EXERCISE AIM: Report every line below that holds the word "SearchQuery".
──────── GIVEN RECORDS ────────
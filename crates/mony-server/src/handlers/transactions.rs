//! Transaction handlers

use std::sync::Arc;

use axum::{
    extract::{
        rejection::{JsonRejection, PathRejection, QueryRejection},
        Path, Query, State,
    },
    http::StatusCode,
    Json,
};
use serde::Deserialize;

use crate::{AppError, AppState};
use mony_core::db::{parse_int, ListParams};
use mony_core::models::{NewTransaction, Transaction, TransactionPage};
use mony_core::Error;

/// Query parameters for the search endpoint
#[derive(Debug, Deserialize)]
pub struct SearchQuery {
    pub q: Option<String>,
    pub limit: Option<String>,
}

/// POST /api/transactions - Create a transaction
pub async fn create_transaction(
    State(state): State<Arc<AppState>>,
    payload: Result<Json<NewTransaction>, JsonRejection>,
) -> Result<(StatusCode, Json<Transaction>), AppError> {
    let tx = body(payload)?.prepare(&state.config)?;
    let created = state.db.insert_transaction(&tx)?;
    Ok((StatusCode::CREATED, Json(created)))
}

/// GET /api/transactions - List transactions
pub async fn list_transactions(
    State(state): State<Arc<AppState>>,
    params: Result<Query<ListParams>, QueryRejection>,
) -> Result<Json<TransactionPage>, AppError> {
    let Query(params) = params?;
    let (filter, sort, page) = params.parse(state.config.max_page_size)?;
    let page = state.db.list_transactions(&filter, sort, page)?;
    Ok(Json(page))
}

/// GET /api/transactions/search - Free-text search
pub async fn search_transactions(
    State(state): State<Arc<AppState>>,
    params: Result<Query<SearchQuery>, QueryRejection>,
) -> Result<Json<Vec<Transaction>>, AppError> {
    let Query(params) = params?;
    let limit = parse_int("limit", params.limit.as_deref())?;
    let transactions = state
        .db
        .search_transactions(params.q.as_deref().unwrap_or(""), limit)?;
    Ok(Json(transactions))
}

/// GET /api/transactions/:id - Get a single transaction
pub async fn get_transaction(
    State(state): State<Arc<AppState>>,
    id: Result<Path<i64>, PathRejection>,
) -> Result<Json<Transaction>, AppError> {
    let Path(id) = id?;
    let tx = state
        .db
        .get_transaction(id)?
        .ok_or_else(|| not_found(id))?;
    Ok(Json(tx))
}

/// PUT /api/transactions/:id - Replace every editable field
pub async fn update_transaction(
    State(state): State<Arc<AppState>>,
    id: Result<Path<i64>, PathRejection>,
    payload: Result<Json<NewTransaction>, JsonRejection>,
) -> Result<Json<Transaction>, AppError> {
    let Path(id) = id?;
    let tx = body(payload)?.prepare(&state.config)?;
    let updated = state
        .db
        .update_transaction(id, &tx)?
        .ok_or_else(|| not_found(id))?;
    Ok(Json(updated))
}

/// DELETE /api/transactions/:id - Delete a transaction
pub async fn delete_transaction(
    State(state): State<Arc<AppState>>,
    id: Result<Path<i64>, PathRejection>,
) -> Result<StatusCode, AppError> {
    let Path(id) = id?;
    if state.db.delete_transaction(id)? {
        Ok(StatusCode::NO_CONTENT)
    } else {
        Err(not_found(id))
    }
}

/// Unwrap a JSON body, reporting malformed input as a validation failure
fn body(payload: Result<Json<NewTransaction>, JsonRejection>) -> Result<NewTransaction, AppError> {
    payload
        .map(|Json(tx)| tx)
        .map_err(|rejection| Error::field("body", rejection.body_text()).into())
}

fn not_found(id: i64) -> AppError {
    Error::NotFound(format!("transaction {} not found", id)).into()
}
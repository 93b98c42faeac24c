//! Receipt schema validation
//!
//! Turns decoded model output into a [`ReceiptExtraction`]. Fields are
//! defaulted independently; anything that had to be guessed or zeroed is
//! reported as a [`Warning`]. Only a non-object payload is rejected.

use chrono::{Datelike, NaiveDate};
use rust_decimal::Decimal;
use serde_json::{Map, Value};

use crate::config::Config;
use crate::currency::{currency_from_symbol, is_currency_code};
use crate::error::{Error, Result};
use crate::models::{ExtractionOutcome, ReceiptExtraction, ReceiptItem, Warning};

/// Outcome of reading one numeric field
#[derive(Debug, Clone, Copy, PartialEq)]
enum Number {
    Missing,
    Invalid,
    Value(Decimal),
}

/// Validate decoded model output.
///
/// `received` is used when the receipt date cannot be determined.
pub fn validate_extraction(
    value: &Value,
    config: &Config,
    received: NaiveDate,
) -> Result<ExtractionOutcome> {
    let obj = match value {
        Value::Object(obj) => obj,
        Value::Array(_) => {
            return Err(Error::MalformedExtraction(
                "expected a JSON object, got an array".into(),
            ))
        }
        other => {
            return Err(Error::MalformedExtraction(format!(
                "expected a JSON object, got {}",
                json_type(other)
            )))
        }
    };

    let mut warnings = Vec::new();
    let table = &config.currencies;

    let currency = match text(obj, "currency") {
        Some(raw) => match normalize_currency(&raw, &config.fallback_currency) {
            Some(code) => code,
            None => {
                warnings.push(Warning::new(
                    "currency",
                    format!(
                        "unrecognized currency '{}', using {}",
                        raw, config.fallback_currency
                    ),
                ));
                config.fallback_currency.clone()
            }
        },
        None => {
            warnings.push(Warning::new(
                "currency",
                format!("currency not detected, using {}", config.fallback_currency),
            ));
            config.fallback_currency.clone()
        }
    };

    let merchant = text(obj, "merchant").unwrap_or_else(|| {
        warnings.push(Warning::new("merchant", "merchant not detected"));
        String::new()
    });

    let date = match text(obj, "date") {
        Some(raw) => parse_date(&raw).unwrap_or_else(|| {
            warnings.push(Warning::new(
                "date",
                format!("could not parse date '{}', using the upload date", raw),
            ));
            received
        }),
        None => {
            warnings.push(Warning::new(
                "date",
                "date not detected, using the upload date",
            ));
            received
        }
    };

    let total_amount = match money(obj, "total_amount", &mut warnings) {
        Number::Value(v) => v,
        Number::Missing => {
            warnings.push(Warning::new("total_amount", "total amount missing, using 0"));
            Decimal::ZERO
        }
        Number::Invalid => Decimal::ZERO,
    };

    let taxes = match money(obj, "taxes", &mut warnings) {
        Number::Value(v) => v,
        Number::Missing | Number::Invalid => Decimal::ZERO,
    };

    let items = match obj.get("items") {
        None | Some(Value::Null) => Vec::new(),
        Some(Value::Array(entries)) => entries
            .iter()
            .enumerate()
            .filter_map(|(i, entry)| item(i, entry, &currency, config, &mut warnings))
            .collect(),
        Some(other) => {
            warnings.push(Warning::new(
                "items",
                format!("expected a list, got {}; ignoring items", json_type(other)),
            ));
            Vec::new()
        }
    };

    let receipt = ReceiptExtraction {
        merchant,
        date,
        total_amount: table.normalize(total_amount, &currency),
        taxes: table.normalize(taxes, &currency),
        payment_method: text(obj, "payment_method"),
        category: text(obj, "category"),
        description: text(obj, "description"),
        receipt_number: text(obj, "receipt_number"),
        currency,
        items,
    };

    Ok(ExtractionOutcome { receipt, warnings })
}

fn item(
    index: usize,
    value: &Value,
    currency: &str,
    config: &Config,
    warnings: &mut Vec<Warning>,
) -> Option<ReceiptItem> {
    let field = |name: &str| format!("items[{}].{}", index, name);
    let table = &config.currencies;

    let Value::Object(obj) = value else {
        warnings.push(Warning::new(
            format!("items[{}]", index),
            format!("expected an object, got {}; skipped", json_type(value)),
        ));
        return None;
    };

    let name = text(obj, "name").unwrap_or_else(|| {
        warnings.push(Warning::new(field("name"), "item name missing"));
        String::new()
    });

    let quantity = match number(obj.get("quantity")) {
        Number::Missing => Decimal::ONE,
        Number::Value(q) if q > Decimal::ZERO => q.normalize(),
        Number::Value(_) | Number::Invalid => {
            warnings.push(Warning::new(
                field("quantity"),
                "quantity is not a positive number, using 1",
            ));
            Decimal::ONE
        }
    };

    let unit_price = item_money(obj, "unit_price", &field("unit_price"), warnings);
    let total_price = item_money(obj, "total_price", &field("total_price"), warnings);

    let (unit_price, total_price) = match (unit_price, total_price) {
        (Some(unit), Some(total)) => (unit, total),
        (Some(unit), None) => match quantity.checked_mul(unit) {
            Some(total) => (unit, table.round(total, currency)),
            None => {
                warnings.push(Warning::new(
                    field("total_price"),
                    "quantity times unit price is out of range, using 0",
                ));
                (unit, Decimal::ZERO)
            }
        },
        (None, Some(total)) => match total.checked_div(quantity) {
            Some(unit) => (table.round(unit, currency), total),
            None => {
                warnings.push(Warning::new(
                    field("unit_price"),
                    "total price divided by quantity is out of range, using 0",
                ));
                (Decimal::ZERO, total)
            }
        },
        (None, None) => {
            warnings.push(Warning::new(
                field("total_price"),
                "item has no price, using 0",
            ));
            (Decimal::ZERO, Decimal::ZERO)
        }
    };

    Some(ReceiptItem {
        name,
        quantity,
        unit_price: table.normalize(unit_price, currency),
        total_price: table.normalize(total_price, currency),
    })
}

/// Item price that is `None` when absent or unreadable, so it can be derived
fn item_money(
    obj: &Map<String, Value>,
    key: &str,
    field: &str,
    warnings: &mut Vec<Warning>,
) -> Option<Decimal> {
    match number(obj.get(key)) {
        Number::Missing => None,
        Number::Invalid => {
            warnings.push(Warning::new(field, "not a number"));
            None
        }
        Number::Value(v) if v < Decimal::ZERO => {
            warnings.push(Warning::new(field, "negative value, using its absolute value"));
            Some(v.abs())
        }
        Number::Value(v) => Some(v),
    }
}

/// Top-level money field: unreadable values become 0, negatives are flipped
fn money(obj: &Map<String, Value>, key: &str, warnings: &mut Vec<Warning>) -> Number {
    match number(obj.get(key)) {
        Number::Invalid => {
            warnings.push(Warning::new(key, "not a number, using 0"));
            Number::Invalid
        }
        Number::Value(v) if v < Decimal::ZERO => {
            warnings.push(Warning::new(key, "negative value, using its absolute value"));
            Number::Value(v.abs())
        }
        other => other,
    }
}

fn number(value: Option<&Value>) -> Number {
    match value {
        None | Some(Value::Null) => Number::Missing,
        Some(Value::Number(n)) => {
            let s = n.to_string();
            s.parse::<Decimal>()
                .or_else(|_| Decimal::from_scientific(&s))
                .map(Number::Value)
                .unwrap_or(Number::Invalid)
        }
        Some(Value::String(s)) if s.trim().is_empty() => Number::Missing,
        Some(Value::String(s)) => parse_locale_number(s)
            .map(Number::Value)
            .unwrap_or(Number::Invalid),
        Some(_) => Number::Invalid,
    }
}

/// Parse numbers written in either `1,234.56` or `1.234,56` style.
///
/// A currency symbol or code may lead or trail the number, and a sign may be
/// written as `-3`, `3-` or `(3)`. Anything else (letters, exponents, spaces
/// inside the digits) makes the input unreadable. A lone comma followed by
/// exactly three digits is read as a thousands separator.
pub fn parse_locale_number(input: &str) -> Option<Decimal> {
    let mut trimmed = input.trim();
    let mut negative = false;
    if let Some(inner) = trimmed
        .strip_prefix('(')
        .and_then(|rest| rest.strip_suffix(')'))
    {
        negative = true;
        trimmed = inner.trim();
    }

    let first = trimmed.find(|c: char| c.is_ascii_digit())?;
    let last = trimmed.rfind(|c: char| c.is_ascii_digit())?;
    // ".5" and ",5" keep their leading separator
    let start = match trimmed[..first].chars().next_back() {
        Some(c @ ('.' | ',')) => first - c.len_utf8(),
        _ => first,
    };

    let cleaned = &trimmed[start..=last];
    if !cleaned
        .chars()
        .all(|c| c.is_ascii_digit() || c == ',' || c == '.')
    {
        return None;
    }

    for marker in [&trimmed[..start], &trimmed[last + 1..]] {
        let marker = marker.trim();
        let signless = marker.trim_matches(|c: char| c == '-' || c == '+' || c.is_whitespace());
        if marker.contains('-') {
            negative = true;
        }
        if !is_currency_marker(signless) {
            return None;
        }
    }

    let last_comma = cleaned.rfind(',');
    let last_dot = cleaned.rfind('.');

    let canonical = match (last_comma, last_dot) {
        (Some(c), Some(d)) => {
            if c > d {
                cleaned.replace('.', "").replace(',', ".")
            } else {
                cleaned.replace(',', "")
            }
        }
        (Some(c), None) => {
            let decimals = cleaned.len() - c - 1;
            if cleaned.matches(',').count() == 1 && decimals != 3 {
                cleaned.replace(',', ".")
            } else {
                cleaned.replace(',', "")
            }
        }
        (None, Some(_)) if cleaned.matches('.').count() > 1 => cleaned.replace('.', ""),
        _ => cleaned.to_string(),
    };

    let value: Decimal = canonical.parse().ok()?;
    Some(if negative { -value } else { value })
}

/// Empty, a known currency symbol, or a three-letter code
fn is_currency_marker(marker: &str) -> bool {
    marker.is_empty() || is_currency_code(marker) || currency_from_symbol(marker, "USD").is_some()
}

fn normalize_currency(raw: &str, fallback: &str) -> Option<String> {
    let trimmed = raw.trim();
    if is_currency_code(trimmed) {
        return Some(trimmed.to_uppercase());
    }
    currency_from_symbol(trimmed, fallback)
}

/// Trimmed, non-empty text. Numbers are accepted and rendered as text.
fn text(obj: &Map<String, Value>, key: &str) -> Option<String> {
    match obj.get(key)? {
        Value::String(s) => Some(s.trim().to_string()).filter(|s| !s.is_empty()),
        Value::Number(n) => Some(n.to_string()),
        _ => None,
    }
}

fn json_type(value: &Value) -> &'static str {
    match value {
        Value::Null => "null",
        Value::Bool(_) => "a boolean",
        Value::Number(_) => "a number",
        Value::String(_) => "a string",
        Value::Array(_) => "an array",
        Value::Object(_) => "an object",
    }
}

const DATE_FORMATS: &[&str] = &[
    "%Y-%m-%d", "%Y/%m/%d", "%d/%m/%Y", "%m/%d/%Y", "%m-%d-%Y", "%d-%m-%Y", "%d.%m.%Y",
    "%d/%m/%y", "%d.%m.%y",
];

const MONTHS: &[(&str, u32)] = &[
    ("january", 1),
    ("february", 2),
    ("march", 3),
    ("april", 4),
    ("may", 5),
    ("june", 6),
    ("july", 7),
    ("august", 8),
    ("september", 9),
    ("sept", 9),
    ("october", 10),
    ("november", 11),
    ("december", 12),
    ("enero", 1),
    ("febrero", 2),
    ("marzo", 3),
    ("abril", 4),
    ("mayo", 5),
    ("junio", 6),
    ("julio", 7),
    ("agosto", 8),
    ("septiembre", 9),
    ("setiembre", 9),
    ("octubre", 10),
    ("noviembre", 11),
    ("diciembre", 12),
    ("ene", 1),
    ("abr", 4),
    ("ago", 8),
    ("dic", 12),
];

/// Parse a receipt date in any of the common numeric layouts or with a month name
pub fn parse_date(input: &str) -> Option<NaiveDate> {
    let input = input.trim();

    // Timestamps: keep only the date part
    let candidate = match input.split_once(['T', ' ']) {
        Some((head, _)) if head.len() == 10 && head.as_bytes()[4] == b'-' => head,
        _ => input,
    };

    DATE_FORMATS
        .iter()
        .filter_map(|fmt| NaiveDate::parse_from_str(candidate, fmt).ok())
        .find(plausible)
        .or_else(|| parse_month_name_date(input))
}

fn plausible(date: &NaiveDate) -> bool {
    (1900..=2100).contains(&date.year())
}

fn month_from_word(word: &str) -> Option<u32> {
    let word = word.trim_end_matches('.');
    if let Some((_, m)) = MONTHS.iter().find(|(name, _)| *name == word) {
        return Some(*m);
    }
    if word.len() >= 3 {
        return MONTHS
            .iter()
            .find(|(name, _)| name.len() > 4 && name.starts_with(word))
            .map(|(_, m)| *m);
    }
    None
}

/// "March 15, 2024", "15 Mar 2024", "15 de marzo de 2024"
fn parse_month_name_date(input: &str) -> Option<NaiveDate> {
    let lower = input.to_lowercase();
    let tokens: Vec<&str> = lower
        .split(|c: char| !c.is_alphanumeric())
        .filter(|t| !t.is_empty())
        .collect();

    let month = tokens.iter().find_map(|t| month_from_word(t))?;
    let numbers: Vec<u32> = tokens.iter().filter_map(|t| t.parse().ok()).collect();
    let year = numbers.iter().copied().find(|n| (1900..=2100).contains(n))?;
    let day = numbers.iter().copied().find(|n| (1..=31).contains(n))?;

    NaiveDate::from_ymd_opt(year as i32, month, day)
}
────────
ANSWER SPACE:
pub struct SearchQuery {
    params: Result<Query<SearchQuery>, QueryRejection>,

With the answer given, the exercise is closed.